YAML Metadata Warning:empty or missing yaml metadata in repo card
Check out the documentation for more information.
Model ID: sapkotapraful/FullyOCR-2-merged
Model Description
FullyOCR-2 is a multimodal vision-language model designed for document understanding and OCR-style extraction from images. The model accepts an image and instruction prompt and generates structured textual representations of the document content, such as Markdown.
It is optimized for:
- Document OCR
- Structured document extraction
- Markdown reconstruction
- Table extraction
- Layout-aware text generation
The model uses a chat-style multimodal interface where the user message contains an image and a textual instruction.
Quick Start
Install dependencies:
pip install torch transformers pillow
Example Usage
import torch
from PIL import Image
from transformers import AutoTokenizer, AutoProcessor, AutoModelForImageTextToText
MODEL_ID = "sapkotapraful/FullyOCR-2-merged"

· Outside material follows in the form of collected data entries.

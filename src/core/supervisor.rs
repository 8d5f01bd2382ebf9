//! # Supervisor: drives the whole component lifecycle.
//!
//! The [`Supervisor`] owns the event bus, the registry, and the subscriber
//! fan-out. One call to [`run`](Supervisor::run) takes a fixed set of
//! [`ComponentSpec`]s through bootstrap, steady state, and teardown:
//!
//! ```text
//! run(specs)
//!   ├─► register each spec                  (duplicate name = panic)
//!   ├─► construct_all                       ── Err ─► return (fatal, nothing started)
//!   ├─► start_all                           ── Err ─► destruct_all, return
//!   │     (failure at k already stopped k-1..1 in reverse)
//!   ├─► park: OS signal │ ShutdownHandle
//!   ├─► stop_all                            (reverse order, no timeout)
//!   ├─► destruct_all                        (reverse order)
//!   └─► Ok(())
//! ```
//!
//! The supervisor's own task performs every lifecycle call sequentially and
//! is never cancelled; only workers are.
//!
//! ## Example
//! ```no_run
//! use tokio_util::sync::CancellationToken;
//! use skyvisor::{ComponentSpec, Config, LogWriter, Subscriber, Supervisor, WorkerError, WorkerFn};
//! use std::sync::Arc;
//!
//! #[tokio::main(flavor = "current_thread")]
//! async fn main() -> Result<(), Box<dyn std::error::Error>> {
//!     let subscribers: Vec<Arc<dyn Subscriber>> = vec![Arc::new(LogWriter)];
//!     let sup = Supervisor::new(Config::default(), subscribers);
//!
//!     let relay = WorkerFn::arc("relay", |ctx: CancellationToken| async move {
//!         ctx.cancelled().await;
//!         Err(WorkerError::Canceled)
//!     });
//!
//!     sup.run(vec![ComponentSpec::threaded(relay)]).await?;
//!     Ok(())
//! }
//! ```

use std::sync::Arc;

use tokio::select;
use tokio_util::sync::CancellationToken;

use crate::components::ComponentSpec;
use crate::config::Config;
use crate::core::{shutdown, Registry};
use crate::error::RuntimeError;
use crate::events::{Bus, Event, EventKind};
use crate::subscribers::Subscriber;

/// Handle for requesting an orderly shutdown from outside the supervisor.
///
/// Clones share the same request; firing it once is enough. Embedders use it
/// where a daemon would receive a signal; tests use it to end a run
/// deterministically.
#[derive(Clone)]
pub struct ShutdownHandle {
    token: CancellationToken,
}

impl ShutdownHandle {
    /// Requests an orderly stop of the supervisor's current run.
    pub fn request(&self) {
        self.token.cancel();
    }

    /// Returns `true` once a shutdown has been requested.
    pub fn is_requested(&self) -> bool {
        self.token.is_cancelled()
    }
}

/// Coordinates component lifecycle, event delivery, and shutdown.
pub struct Supervisor {
    cfg: Config,
    bus: Bus,
    subscribers: Vec<Arc<dyn Subscriber>>,
    shutdown: CancellationToken,
}

impl Supervisor {
    /// Creates a supervisor with the given config and subscribers.
    pub fn new(cfg: Config, subscribers: Vec<Arc<dyn Subscriber>>) -> Self {
        let bus = Bus::new(cfg.bus_capacity_clamped());
        Self {
            cfg,
            bus,
            subscribers,
            shutdown: CancellationToken::new(),
        }
    }

    /// Returns the bus shared with all components.
    ///
    /// Components clone it at bootstrap for their connectors and retry loops.
    pub fn bus(&self) -> Bus {
        self.bus.clone()
    }

    /// Returns the runtime configuration.
    pub fn config(&self) -> &Config {
        &self.cfg
    }

    /// Returns a handle that requests an orderly shutdown of [`run`](Self::run).
    pub fn shutdown_handle(&self) -> ShutdownHandle {
        ShutdownHandle {
            token: self.shutdown.clone(),
        }
    }

    /// Runs the given components until shutdown is requested.
    ///
    /// Registers the specs in the given order, constructs and starts them,
    /// then parks until an OS signal or the [`ShutdownHandle`] fires, and
    /// finally stops and destructs everything in reverse.
    ///
    /// Returns `Err` without reaching steady state if a construct or start
    /// fails; a start failure has already rolled back every started
    /// component and run `destruct_all` by the time it surfaces here.
    pub async fn run(&self, specs: Vec<ComponentSpec>) -> Result<(), RuntimeError> {
        self.subscriber_listener();

        let mut registry = Registry::new(self.bus.clone());
        for spec in specs {
            registry.register(spec);
        }

        registry.construct_all().await?;

        let runtime_token = CancellationToken::new();
        if let Err(e) = registry.start_all(&runtime_token).await {
            // Rollback already stopped everything start_all had started.
            registry.destruct_all().await;
            return Err(e);
        }

        self.wait_for_shutdown_request().await;
        self.bus.publish(Event::now(EventKind::ShutdownRequested));

        // stop_all cancels each worker's child token individually, in
        // reverse start order; the shared parent token stays untouched so
        // an earlier worker keeps running until every later one has stopped.
        registry.stop_all().await;
        registry.destruct_all().await;

        self.bus.publish(Event::now(EventKind::AllStopped));
        Ok(())
    }

    /// Subscribes to the bus and forwards events to every subscriber in order.
    fn subscriber_listener(&self) {
        if self.subscribers.is_empty() {
            return;
        }
        let mut rx = self.bus.subscribe();
        let subs = self.subscribers.clone();
        tokio::spawn(async move {
            while let Ok(ev) = rx.recv().await {
                for sub in &subs {
                    sub.on_event(&ev).await;
                }
            }
        });
    }

    /// Parks until an OS signal or the shutdown handle fires.
    async fn wait_for_shutdown_request(&self) {
        select! {
            _ = shutdown::wait_for_shutdown_signal() => {}
            _ = self.shutdown.cancelled() => {}
        }
    }
}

device = "cuda" if torch.cuda.is_available() else "cpu"
dtype = torch.bfloat16 if device == "cuda" and torch.cuda.is_bf16_supported() else (
torch.float16 if device == "cuda" else torch.float32
)
# Load model
model = AutoModelForImageTextToText.from_pretrained(
MODEL_ID,
torch_dtype=dtype,
device_map="auto" if device == "cuda" else None,
trust_remote_code=True,
)
model.eval()
# Load tokenizer + processor
tokenizer = AutoTokenizer.from_pretrained(MODEL_ID, trust_remote_code=True)
processor = AutoProcessor.from_pretrained(MODEL_ID, trust_remote_code=True)
# Load image
image = Image.open("document.png").convert("RGB")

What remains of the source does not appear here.